This invention relates to an improvement in a process for manufacturing the material for ceramic cutting tools, and more specifically, to the powder mixture which is used in the process, and to the ceramic cutting tool materials prepared according to this process.
Properly speaking, in an evaluation of the properties of ceramic cutting tool materials, the following physical and mechanical properties are necessary.
Those properties are superior hardness with sufficient toughness at ordinary temperatures which is retained even during the superheated state of the cutting operation thereby resulting in superior resistance to abrasion and wear, and greater mechanical strength such as bending rupture strength and compressive strength which will minimize chipping or fractures. Furthermore, less affinity between cutting tool material and the metal to be cut is also required.

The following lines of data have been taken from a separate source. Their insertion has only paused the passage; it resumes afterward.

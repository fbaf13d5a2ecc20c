//! External collaborator traits and their implementations.

pub mod email;
pub mod line_items;

pub use email::{
    EmailSender, InMemoryEmailSender, LicenseSummary, PurchaseConfirmation, ResendEmailSender,
};
pub use line_items::{
    InMemoryLineItemProvider, LineItemProvider, ProviderLineItem, ProviderPrice, ProviderProduct,
    StripeLineItemProvider,
};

Other than the above requirements, one of more importance for ceramic cutting tool materials is thermal shock resistance which will minimize heat cracks caused by sudden heating and cooling. This property is especially necessary to eliminate failures due to the cracks which might arise by repeated heating and cooling of the edge of a knife blade during an intermittent cutting operation.
For the purpose of improving the various properties described above, a procedure employing titanium carbide as a constituent incorporated in a powder mixture consisting principally of alumina which is sintered by hot-pressing has been devised heretofore. A feature of an embodiment of the previous process which comprises mixing 15-80% of powdered titanium carbide by weight with powdered alumina, incorporating the thus produced mixture in a graphite mold and sintering by hot-pressing at pressures of about 400kg/cm.sup.2 and temperatures of 1500.degree.-1800.degree. C has been advocated.

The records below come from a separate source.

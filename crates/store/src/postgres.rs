use async_trait::async_trait;
use common::{LicenseId, ProductId, SessionId};
use sqlx::{PgPool, Postgres, QueryBuilder, Row, postgres::PgRow};
use uuid::Uuid;

use crate::{
    Catalog, ClaimField, FulfillmentRecord, FulfillmentStore, LICENSE_SOURCE_ONLINE_PURCHASE,
    LicenseRecord, LicenseStatus, LicenseStore, NewLicense, ProductRecord, Result, StoreError,
};

const FULFILLMENT_COLUMNS: &str = "session_id, event_id, status, attempt_count, last_error, \
     stock_decremented_at, email_sent_at, processed_at, created_at, updated_at";

const LICENSE_COLUMNS: &str = "id, code, product_id, owner_id, source, session_id, \
     customer_email, claim_token, status, purchase_item_ref, created_at";

/// PostgreSQL-backed fulfillment store.
#[derive(Clone)]
pub struct PostgresStore {
    pool: PgPool,
}

impl PostgresStore {
    /// Creates a new PostgreSQL store.
    pub fn new(pool: PgPool) -> Self {
        Self { pool }
    }

    /// Gets a reference to the underlying connection pool.
    pub fn pool(&self) -> &PgPool {
        &self.pool
    }

    /// Runs the database migrations.
    pub async fn run_migrations(&self) -> Result<()> {
        sqlx::migrate!("../../migrations").run(&self.pool).await?;
        tracing::info!("database migrations applied");
        Ok(())
    }

    fn row_to_fulfillment(row: PgRow) -> Result<FulfillmentRecord> {
        let status: String = row.try_get("status")?;
        Ok(FulfillmentRecord {
            session_id: SessionId::new(row.try_get::<String, _>("session_id")?),
            event_id: row.try_get("event_id")?,
            status: status.parse()?,
            attempt_count: row.try_get("attempt_count")?,
            last_error: row.try_get("last_error")?,
            stock_decremented_at: row.try_get("stock_decremented_at")?,
            email_sent_at: row.try_get("email_sent_at")?,
            processed_at: row.try_get("processed_at")?,
            created_at: row.try_get("created_at")?,
            updated_at: row.try_get("updated_at")?,
        })
    }

    fn row_to_license(row: PgRow) -> Result<LicenseRecord> {
        let status: String = row.try_get("status")?;
        Ok(LicenseRecord {
            id: LicenseId::from_uuid(row.try_get::<Uuid, _>("id")?),
            code: row.try_get("code")?,
            product_id: ProductId::from_uuid(row.try_get::<Uuid, _>("product_id")?),
            owner_id: row.try_get("owner_id")?,
            source: row.try_get("source")?,
            session_id: row
                .try_get::<Option<String>, _>("session_id")?
                .map(SessionId::new),
            customer_email: row.try_get("customer_email")?,
            claim_token: row.try_get("claim_token")?,
            status: status.parse::<LicenseStatus>()?,
            purchase_item_ref: row.try_get("purchase_item_ref")?,
            created_at: row.try_get("created_at")?,
        })
    }

    fn row_to_product(row: PgRow) -> Result<ProductRecord> {
        Ok(ProductRecord {
            id: ProductId::from_uuid(row.try_get::<Uuid, _>("id")?),
            slug: row.try_get("slug")?,
            name: row.try_get("name")?,
            track_inventory: row.try_get("track_inventory")?,
            stock_quantity: row.try_get("stock_quantity")?,
        })
    }
}

/// Maps unique violations to [`StoreError::UniqueViolation`] so callers can
/// tell which constraint rejected the write.
fn map_write_error(e: sqlx::Error) -> StoreError {
    if let sqlx::Error::Database(ref db_err) = e
        && db_err.is_unique_violation()
    {
        return StoreError::UniqueViolation {
            constraint: db_err.constraint().unwrap_or_default().to_string(),
        };
    }
    StoreError::Database(e)
}

#[async_trait]
impl FulfillmentStore for PostgresStore {
    async fn insert_fulfillment(
        &self,
        session_id: &SessionId,
        event_id: &str,
    ) -> Result<Option<FulfillmentRecord>> {
        let row = sqlx::query(&format!(
            r#"
            INSERT INTO fulfillments (session_id, event_id, status, attempt_count, created_at, updated_at)
            VALUES ($1, $2, 'processing', 1, now(), now())
            ON CONFLICT (session_id) DO NOTHING
            RETURNING {FULFILLMENT_COLUMNS}
            "#
        ))
        .bind(session_id.as_str())
        .bind(event_id)
        .fetch_optional(&self.pool)
        .await
        .map_err(map_write_error)?;

        row.map(Self::row_to_fulfillment).transpose()
    }

    async fn get_fulfillment(&self, session_id: &SessionId) -> Result<Option<FulfillmentRecord>> {
        let row = sqlx::query(&format!(
            "SELECT {FULFILLMENT_COLUMNS} FROM fulfillments WHERE session_id = $1"
        ))
        .bind(session_id.as_str())
        .fetch_optional(&self.pool)
        .await?;

        row.map(Self::row_to_fulfillment).transpose()
    }

    async fn restart_fulfillment(
        &self,
        session_id: &SessionId,
        event_id: &str,
    ) -> Result<Option<FulfillmentRecord>> {
        let row = sqlx::query(&format!(
            r#"
            UPDATE fulfillments
            SET status = 'processing',
                attempt_count = attempt_count + 1,
                last_error = NULL,
                event_id = $2,
                updated_at = now()
            WHERE session_id = $1 AND status <> 'completed'
            RETURNING {FULFILLMENT_COLUMNS}
            "#
        ))
        .bind(session_id.as_str())
        .bind(event_id)
        .fetch_optional(&self.pool)
        .await?;

        row.map(Self::row_to_fulfillment).transpose()
    }

    async fn mark_fulfillment_failed(&self, session_id: &SessionId, message: &str) -> Result<()> {
        sqlx::query(
            r#"
            UPDATE fulfillments
            SET status = 'failed', last_error = $2, updated_at = now()
            WHERE session_id = $1 AND status <> 'completed'
            "#,
        )
        .bind(session_id.as_str())
        .bind(message)
        .execute(&self.pool)
        .await?;

        Ok(())
    }

    async fn mark_fulfillment_completed(&self, session_id: &SessionId) -> Result<()> {
        sqlx::query(
            r#"
            UPDATE fulfillments
            SET status = 'completed', processed_at = now(), last_error = NULL, updated_at = now()
            WHERE session_id = $1 AND status <> 'completed'
            "#,
        )
        .bind(session_id.as_str())
        .execute(&self.pool)
        .await?;

        Ok(())
    }

    #[tracing::instrument(skip_all, fields(%session_id, %field))]
    async fn claim_field(&self, session_id: &SessionId, field: ClaimField) -> Result<bool> {
        let column = field.column();
        let result = sqlx::query(&format!(
            "UPDATE fulfillments SET {column} = now(), updated_at = now() \
             WHERE session_id = $1 AND {column} IS NULL"
        ))
        .bind(session_id.as_str())
        .execute(&self.pool)
        .await?;

        Ok(result.rows_affected() == 1)
    }
}

#[async_trait]
impl LicenseStore for PostgresStore {
    async fn licenses_for_session(&self, session_id: &SessionId) -> Result<Vec<LicenseRecord>> {
        let rows = sqlx::query(&format!(
            r#"
            SELECT {LICENSE_COLUMNS}
            FROM licenses
            WHERE session_id = $1
            ORDER BY created_at ASC, purchase_item_ref ASC
            "#
        ))
        .bind(session_id.as_str())
        .fetch_all(&self.pool)
        .await?;

        rows.into_iter().map(Self::row_to_license).collect()
    }

    #[tracing::instrument(skip(self, licenses), fields(batch = licenses.len()))]
    async fn insert_licenses(&self, licenses: &[NewLicense]) -> Result<u64> {
        if licenses.is_empty() {
            return Ok(0);
        }

        // A single multi-row statement, so a collision rolls back the batch.
        let mut builder: QueryBuilder<Postgres> = QueryBuilder::new(
            "INSERT INTO licenses (id, code, product_id, owner_id, source, session_id, \
             customer_email, claim_token, status, purchase_item_ref, created_at) ",
        );
        builder.push_values(licenses, |mut row, license| {
            row.push_bind(license.id.as_uuid())
                .push_bind(&license.code)
                .push_bind(license.product_id.as_uuid())
                .push_bind(None::<String>)
                .push_bind(LICENSE_SOURCE_ONLINE_PURCHASE)
                .push_bind(license.session_id.as_str())
                .push_bind(&license.customer_email)
                .push_bind(&license.claim_token)
                .push_bind(LicenseStatus::Pending.as_str())
                .push_bind(&license.purchase_item_ref)
                .push("now()");
        });
        builder.push(" ON CONFLICT (purchase_item_ref) DO NOTHING");

        let result = builder
            .build()
            .execute(&self.pool)
            .await
            .map_err(map_write_error)?;

        Ok(result.rows_affected())
    }
}

#[async_trait]
impl Catalog for PostgresStore {
    async fn products_by_refs(&self, refs: &[String]) -> Result<Vec<ProductRecord>> {
        let rows = sqlx::query(
            r#"
            SELECT id, slug, name, track_inventory, stock_quantity
            FROM products
            WHERE slug = ANY($1)
            "#,
        )
        .bind(refs)
        .fetch_all(&self.pool)
        .await?;

        rows.into_iter().map(Self::row_to_product).collect()
    }

    async fn decrement_stock(&self, product_id: ProductId, quantity: i32) -> Result<i32> {
        let stock: Option<i32> = sqlx::query_scalar(
            r#"
            UPDATE products
            SET stock_quantity = GREATEST(stock_quantity - $2, 0)
            WHERE id = $1 AND stock_quantity IS NOT NULL
            RETURNING stock_quantity
            "#,
        )
        .bind(product_id.as_uuid())
        .bind(quantity)
        .fetch_optional(&self.pool)
        .await?;

        stock.ok_or(StoreError::StockNotTracked(product_id))
    }
}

However, to some extent this method necessitates employing alumina of high purity as well as very fine particle size which has an improved sinterability as compared to that of the prior art. Therefore it was very hard to obtain a sintered body having a high density when using commercial alumina as the raw material in an ordinary process.
Furthermore, since sinterability of the above described powdered mixture is also dependent upon the purity of powdered titanium carbides, obtaining a sintered body with a high relative density in excess of 98.5% was difficult unless-optimal conditions were achieved for each operation during hot-pressing.
The reason why the sintered body should have a relative density greater than 98.5% is due to the fact that if the body has a density lower than the above percent, the cutting performance of the cutting tools made therefrom is extraordinarily low.
The present invention has been achieved with the intention of overcoming these defects described above and has not been contemplated or even romotely suggested by the prior art.
It is an object of the present invention to provide a process for producing material for manufacturing cutting tools which have improved physical and mechanical properties as compared to those of the prior art.
It is another object of the present invention to provide a powder mixture which is used in the manufacturing of the material described above and which has improved sinterability.
It is still a further object of the present invention to provide novel ceramic cutting tool materials which have improved hardness and mechanical strength as compared to the prior art.